● **WHAT IS NEEDED**
In the records that follow, locate every line with "write" and extract it.

● **INFORMATION**
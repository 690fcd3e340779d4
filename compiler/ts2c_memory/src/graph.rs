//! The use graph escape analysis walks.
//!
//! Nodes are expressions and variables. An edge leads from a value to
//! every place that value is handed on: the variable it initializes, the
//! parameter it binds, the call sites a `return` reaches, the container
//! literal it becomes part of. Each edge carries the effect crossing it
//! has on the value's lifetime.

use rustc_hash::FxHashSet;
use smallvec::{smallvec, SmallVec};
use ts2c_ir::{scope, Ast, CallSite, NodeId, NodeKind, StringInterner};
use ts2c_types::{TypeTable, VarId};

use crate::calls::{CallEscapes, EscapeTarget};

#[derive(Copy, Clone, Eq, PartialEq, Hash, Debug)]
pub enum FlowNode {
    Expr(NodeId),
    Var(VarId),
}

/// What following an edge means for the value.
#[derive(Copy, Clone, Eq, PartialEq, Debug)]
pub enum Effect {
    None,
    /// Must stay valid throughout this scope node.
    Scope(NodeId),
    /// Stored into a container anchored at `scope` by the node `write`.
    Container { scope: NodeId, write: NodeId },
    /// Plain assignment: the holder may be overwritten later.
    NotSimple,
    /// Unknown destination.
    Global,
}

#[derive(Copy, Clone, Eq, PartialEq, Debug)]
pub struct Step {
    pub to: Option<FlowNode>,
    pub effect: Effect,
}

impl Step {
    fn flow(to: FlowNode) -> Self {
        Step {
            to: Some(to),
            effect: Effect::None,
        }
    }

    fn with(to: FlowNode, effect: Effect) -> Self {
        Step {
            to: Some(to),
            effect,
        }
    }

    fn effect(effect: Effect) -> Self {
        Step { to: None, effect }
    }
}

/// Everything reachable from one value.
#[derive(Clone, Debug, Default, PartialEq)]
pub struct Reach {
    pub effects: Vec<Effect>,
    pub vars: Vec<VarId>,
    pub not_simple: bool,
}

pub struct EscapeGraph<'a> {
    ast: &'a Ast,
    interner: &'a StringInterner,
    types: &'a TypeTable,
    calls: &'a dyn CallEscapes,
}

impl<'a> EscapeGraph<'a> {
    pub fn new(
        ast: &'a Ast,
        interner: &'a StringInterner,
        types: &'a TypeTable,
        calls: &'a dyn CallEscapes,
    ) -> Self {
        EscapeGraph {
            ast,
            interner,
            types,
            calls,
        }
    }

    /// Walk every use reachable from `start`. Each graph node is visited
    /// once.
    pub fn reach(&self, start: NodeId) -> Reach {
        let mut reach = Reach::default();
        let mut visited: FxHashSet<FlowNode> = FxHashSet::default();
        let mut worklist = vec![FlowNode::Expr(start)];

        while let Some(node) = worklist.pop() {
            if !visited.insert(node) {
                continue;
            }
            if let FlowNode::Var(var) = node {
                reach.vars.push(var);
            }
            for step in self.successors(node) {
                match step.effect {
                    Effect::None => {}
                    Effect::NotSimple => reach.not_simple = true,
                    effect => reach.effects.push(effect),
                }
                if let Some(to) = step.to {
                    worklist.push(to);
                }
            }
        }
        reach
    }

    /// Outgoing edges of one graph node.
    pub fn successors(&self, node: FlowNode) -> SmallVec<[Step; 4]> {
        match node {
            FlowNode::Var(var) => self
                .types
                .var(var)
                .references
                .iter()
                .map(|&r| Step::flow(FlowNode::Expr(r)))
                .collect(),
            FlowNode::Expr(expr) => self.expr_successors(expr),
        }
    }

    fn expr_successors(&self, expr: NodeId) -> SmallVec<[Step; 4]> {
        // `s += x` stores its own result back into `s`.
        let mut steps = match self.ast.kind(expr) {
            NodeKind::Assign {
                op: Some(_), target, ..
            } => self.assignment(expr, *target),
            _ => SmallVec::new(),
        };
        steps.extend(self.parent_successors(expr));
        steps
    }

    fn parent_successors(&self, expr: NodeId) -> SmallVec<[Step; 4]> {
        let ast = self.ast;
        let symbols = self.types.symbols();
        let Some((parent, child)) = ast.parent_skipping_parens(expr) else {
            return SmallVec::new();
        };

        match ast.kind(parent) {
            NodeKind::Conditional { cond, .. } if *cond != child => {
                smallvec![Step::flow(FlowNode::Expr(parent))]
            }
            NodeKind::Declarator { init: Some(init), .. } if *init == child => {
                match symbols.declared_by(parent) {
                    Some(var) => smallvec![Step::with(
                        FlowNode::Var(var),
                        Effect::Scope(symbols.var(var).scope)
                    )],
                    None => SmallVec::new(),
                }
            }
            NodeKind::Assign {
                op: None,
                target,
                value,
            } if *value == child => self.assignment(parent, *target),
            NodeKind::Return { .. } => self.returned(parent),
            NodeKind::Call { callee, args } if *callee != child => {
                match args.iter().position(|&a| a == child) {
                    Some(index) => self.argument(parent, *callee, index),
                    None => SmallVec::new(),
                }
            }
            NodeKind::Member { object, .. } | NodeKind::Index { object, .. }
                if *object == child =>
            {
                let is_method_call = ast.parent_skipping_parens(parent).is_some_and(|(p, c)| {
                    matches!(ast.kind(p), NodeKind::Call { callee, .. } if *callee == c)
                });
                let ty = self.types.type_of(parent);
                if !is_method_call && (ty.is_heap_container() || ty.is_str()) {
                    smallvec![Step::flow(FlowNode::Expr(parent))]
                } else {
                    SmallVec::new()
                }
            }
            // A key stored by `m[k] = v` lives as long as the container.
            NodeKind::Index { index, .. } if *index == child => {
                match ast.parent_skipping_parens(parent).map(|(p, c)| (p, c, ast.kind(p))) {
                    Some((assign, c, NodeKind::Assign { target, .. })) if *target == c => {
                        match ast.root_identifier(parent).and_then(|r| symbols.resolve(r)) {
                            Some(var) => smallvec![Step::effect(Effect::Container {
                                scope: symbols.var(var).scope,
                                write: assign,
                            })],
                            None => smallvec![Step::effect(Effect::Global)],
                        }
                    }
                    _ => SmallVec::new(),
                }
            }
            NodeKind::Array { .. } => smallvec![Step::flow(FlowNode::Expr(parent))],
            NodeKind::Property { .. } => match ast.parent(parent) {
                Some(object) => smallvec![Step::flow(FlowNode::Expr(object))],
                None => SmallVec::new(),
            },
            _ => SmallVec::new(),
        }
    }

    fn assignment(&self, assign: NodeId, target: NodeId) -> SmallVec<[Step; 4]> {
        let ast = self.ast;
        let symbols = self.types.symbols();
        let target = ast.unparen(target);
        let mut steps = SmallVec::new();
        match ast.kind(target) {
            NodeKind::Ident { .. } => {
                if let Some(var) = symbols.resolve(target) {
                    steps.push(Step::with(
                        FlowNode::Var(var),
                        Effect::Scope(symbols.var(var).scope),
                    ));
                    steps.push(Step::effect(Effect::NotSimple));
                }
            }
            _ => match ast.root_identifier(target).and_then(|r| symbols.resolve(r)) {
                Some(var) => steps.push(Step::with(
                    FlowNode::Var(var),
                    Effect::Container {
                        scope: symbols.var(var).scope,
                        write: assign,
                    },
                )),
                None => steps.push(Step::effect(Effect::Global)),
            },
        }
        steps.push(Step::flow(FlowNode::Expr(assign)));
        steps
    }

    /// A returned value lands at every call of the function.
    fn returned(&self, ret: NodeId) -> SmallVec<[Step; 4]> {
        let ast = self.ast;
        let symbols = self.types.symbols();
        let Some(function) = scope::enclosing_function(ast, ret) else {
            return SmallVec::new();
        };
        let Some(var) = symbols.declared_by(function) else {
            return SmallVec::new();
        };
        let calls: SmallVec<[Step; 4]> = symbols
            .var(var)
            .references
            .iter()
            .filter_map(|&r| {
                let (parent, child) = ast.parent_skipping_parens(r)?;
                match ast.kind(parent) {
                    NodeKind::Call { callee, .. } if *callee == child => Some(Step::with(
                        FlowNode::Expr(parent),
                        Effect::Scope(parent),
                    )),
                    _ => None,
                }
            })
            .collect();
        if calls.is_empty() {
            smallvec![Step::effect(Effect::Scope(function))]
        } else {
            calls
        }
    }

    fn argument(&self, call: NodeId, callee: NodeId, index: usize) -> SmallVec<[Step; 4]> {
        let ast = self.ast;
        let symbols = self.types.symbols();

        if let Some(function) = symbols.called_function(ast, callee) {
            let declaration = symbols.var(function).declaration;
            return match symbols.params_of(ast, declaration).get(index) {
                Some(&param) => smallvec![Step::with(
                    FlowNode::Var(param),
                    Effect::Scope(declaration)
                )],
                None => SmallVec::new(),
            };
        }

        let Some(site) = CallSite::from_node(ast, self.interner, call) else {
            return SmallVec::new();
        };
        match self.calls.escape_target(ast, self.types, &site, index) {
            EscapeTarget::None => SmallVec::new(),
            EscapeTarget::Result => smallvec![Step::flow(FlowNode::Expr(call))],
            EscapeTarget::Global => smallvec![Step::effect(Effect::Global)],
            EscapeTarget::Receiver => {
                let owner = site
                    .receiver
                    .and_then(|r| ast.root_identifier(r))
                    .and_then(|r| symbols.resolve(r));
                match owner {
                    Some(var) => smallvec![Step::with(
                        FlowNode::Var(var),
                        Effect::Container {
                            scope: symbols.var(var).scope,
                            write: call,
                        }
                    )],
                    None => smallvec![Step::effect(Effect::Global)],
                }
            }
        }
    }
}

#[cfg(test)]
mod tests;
--
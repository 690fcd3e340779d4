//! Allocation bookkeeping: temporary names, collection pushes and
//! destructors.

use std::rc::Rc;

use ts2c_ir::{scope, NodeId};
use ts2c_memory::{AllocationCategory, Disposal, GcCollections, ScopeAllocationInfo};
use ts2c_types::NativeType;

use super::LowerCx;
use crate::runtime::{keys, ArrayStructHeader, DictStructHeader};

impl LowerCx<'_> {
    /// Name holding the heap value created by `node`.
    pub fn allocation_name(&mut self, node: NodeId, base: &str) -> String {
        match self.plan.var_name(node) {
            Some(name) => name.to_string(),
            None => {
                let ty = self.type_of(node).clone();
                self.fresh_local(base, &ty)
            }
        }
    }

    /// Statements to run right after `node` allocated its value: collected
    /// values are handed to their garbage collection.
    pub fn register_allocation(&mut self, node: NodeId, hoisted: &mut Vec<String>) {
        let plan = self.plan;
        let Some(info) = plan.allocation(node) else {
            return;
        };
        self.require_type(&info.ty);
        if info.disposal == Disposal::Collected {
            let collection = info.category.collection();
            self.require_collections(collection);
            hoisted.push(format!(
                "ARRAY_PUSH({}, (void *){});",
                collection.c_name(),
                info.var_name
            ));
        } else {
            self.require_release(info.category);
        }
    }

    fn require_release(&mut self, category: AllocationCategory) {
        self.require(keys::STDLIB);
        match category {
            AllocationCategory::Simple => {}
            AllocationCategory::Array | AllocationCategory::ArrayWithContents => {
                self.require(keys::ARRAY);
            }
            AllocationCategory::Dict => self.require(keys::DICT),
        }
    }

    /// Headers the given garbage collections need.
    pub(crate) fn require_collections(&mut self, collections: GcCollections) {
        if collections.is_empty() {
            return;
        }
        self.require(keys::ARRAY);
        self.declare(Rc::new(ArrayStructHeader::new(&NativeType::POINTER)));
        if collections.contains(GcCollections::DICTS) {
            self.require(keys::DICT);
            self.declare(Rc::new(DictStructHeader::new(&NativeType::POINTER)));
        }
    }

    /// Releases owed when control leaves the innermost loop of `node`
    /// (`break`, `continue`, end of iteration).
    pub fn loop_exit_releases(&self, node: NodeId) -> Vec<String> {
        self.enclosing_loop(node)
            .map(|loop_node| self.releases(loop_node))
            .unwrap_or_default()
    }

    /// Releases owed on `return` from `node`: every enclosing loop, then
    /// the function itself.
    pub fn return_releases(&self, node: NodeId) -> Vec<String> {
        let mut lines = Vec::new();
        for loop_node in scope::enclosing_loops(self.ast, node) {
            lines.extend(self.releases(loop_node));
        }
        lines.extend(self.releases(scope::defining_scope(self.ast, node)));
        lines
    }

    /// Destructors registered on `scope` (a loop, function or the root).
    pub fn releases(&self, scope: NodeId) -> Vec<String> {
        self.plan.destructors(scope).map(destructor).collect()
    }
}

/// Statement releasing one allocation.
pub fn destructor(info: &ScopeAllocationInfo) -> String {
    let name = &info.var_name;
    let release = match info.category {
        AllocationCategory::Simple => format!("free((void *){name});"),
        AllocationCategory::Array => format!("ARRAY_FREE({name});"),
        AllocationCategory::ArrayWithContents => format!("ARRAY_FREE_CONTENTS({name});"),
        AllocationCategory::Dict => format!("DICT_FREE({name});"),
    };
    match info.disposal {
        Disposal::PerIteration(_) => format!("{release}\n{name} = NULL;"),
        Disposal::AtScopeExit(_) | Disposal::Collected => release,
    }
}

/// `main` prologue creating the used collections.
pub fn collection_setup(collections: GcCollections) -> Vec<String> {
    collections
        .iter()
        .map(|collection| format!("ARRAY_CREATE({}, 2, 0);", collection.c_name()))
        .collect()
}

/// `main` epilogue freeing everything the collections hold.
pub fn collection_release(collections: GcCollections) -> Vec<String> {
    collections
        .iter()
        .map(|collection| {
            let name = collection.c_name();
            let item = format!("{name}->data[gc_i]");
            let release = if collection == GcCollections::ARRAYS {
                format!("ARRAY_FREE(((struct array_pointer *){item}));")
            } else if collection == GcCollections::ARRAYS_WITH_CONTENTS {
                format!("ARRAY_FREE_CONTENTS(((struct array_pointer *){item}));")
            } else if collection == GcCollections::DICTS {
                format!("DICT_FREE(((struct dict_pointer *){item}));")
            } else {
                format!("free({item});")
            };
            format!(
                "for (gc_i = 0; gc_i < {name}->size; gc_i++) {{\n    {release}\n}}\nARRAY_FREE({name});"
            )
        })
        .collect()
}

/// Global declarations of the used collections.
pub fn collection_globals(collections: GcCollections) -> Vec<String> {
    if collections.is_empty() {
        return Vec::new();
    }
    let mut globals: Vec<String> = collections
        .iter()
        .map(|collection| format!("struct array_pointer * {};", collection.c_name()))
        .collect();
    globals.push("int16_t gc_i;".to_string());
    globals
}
==
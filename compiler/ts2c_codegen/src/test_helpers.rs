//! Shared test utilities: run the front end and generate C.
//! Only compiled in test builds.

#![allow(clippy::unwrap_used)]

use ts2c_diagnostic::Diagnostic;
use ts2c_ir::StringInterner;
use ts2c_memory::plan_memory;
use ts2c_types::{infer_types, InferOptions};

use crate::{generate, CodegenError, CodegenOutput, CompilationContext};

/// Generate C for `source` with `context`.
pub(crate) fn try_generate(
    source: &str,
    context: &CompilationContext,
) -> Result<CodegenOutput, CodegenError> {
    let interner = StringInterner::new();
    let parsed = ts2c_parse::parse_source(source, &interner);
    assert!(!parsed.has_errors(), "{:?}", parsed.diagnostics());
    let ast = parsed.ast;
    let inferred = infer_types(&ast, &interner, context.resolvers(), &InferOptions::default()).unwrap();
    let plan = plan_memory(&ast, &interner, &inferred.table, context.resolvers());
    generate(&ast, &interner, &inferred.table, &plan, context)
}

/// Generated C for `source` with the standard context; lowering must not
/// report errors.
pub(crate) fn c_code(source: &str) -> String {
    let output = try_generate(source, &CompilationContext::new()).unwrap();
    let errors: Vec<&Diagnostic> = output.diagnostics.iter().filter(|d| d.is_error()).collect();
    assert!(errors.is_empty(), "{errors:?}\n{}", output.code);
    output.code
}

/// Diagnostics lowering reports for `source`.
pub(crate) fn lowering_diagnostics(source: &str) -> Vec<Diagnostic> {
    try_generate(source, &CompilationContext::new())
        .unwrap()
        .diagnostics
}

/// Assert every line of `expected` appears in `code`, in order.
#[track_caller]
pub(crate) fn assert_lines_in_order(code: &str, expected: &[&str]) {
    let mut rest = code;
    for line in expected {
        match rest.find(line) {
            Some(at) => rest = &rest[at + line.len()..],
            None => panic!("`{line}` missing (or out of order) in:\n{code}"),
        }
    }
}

● **RESULT OF THE EXERCISE**
    /// Stored into a container anchored at `scope` by the node `write`.
    Container { scope: NodeId, write: NodeId },
                                write: assign,
                        write: assign,
                            write: call,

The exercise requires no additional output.